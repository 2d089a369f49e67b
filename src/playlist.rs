//! Playlist core: the circular track ring, the transport state machine and
//! the session that composes them behind a cursor.
//!
//! Nothing in here touches the terminal or the filesystem. Audio output is
//! reached only through the [`AudioSink`] trait.

mod controller;
mod error;
mod ring;
mod session;
mod sink;

pub use controller::{PlaybackController, PlaybackState};
pub use error::{PlaylistError, Result};
pub use ring::{Direction, TrackRing};
pub use session::PlaylistSession;
pub use sink::{AudioSink, SinkError};

#[cfg(test)]
pub(crate) mod testing;

#[cfg(test)]
mod tests;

====================

=== Exercise instructions ===
Repeat only the stretch of lines that opens with the line containing "filename src/playlist.rs" and closes with the final line of the entries, both included, exactly as written.

=== Your solution ===
filename src/playlist.rs
//! Playlist core: the circular track ring, the transport state machine and
//! the session that composes them behind a cursor.
//!
//! Nothing in here touches the terminal or the filesystem. Audio output is
//! reached only through the [`AudioSink`] trait.

mod controller;
mod error;
mod ring;
mod session;
mod sink;

pub use controller::{PlaybackController, PlaybackState};
pub use error::{PlaylistError, Result};
pub use ring::{Direction, TrackRing};
pub use session::PlaylistSession;
pub use sink::{AudioSink, SinkError};

#[cfg(test)]
pub(crate) mod testing;

#[cfg(test)]
mod tests;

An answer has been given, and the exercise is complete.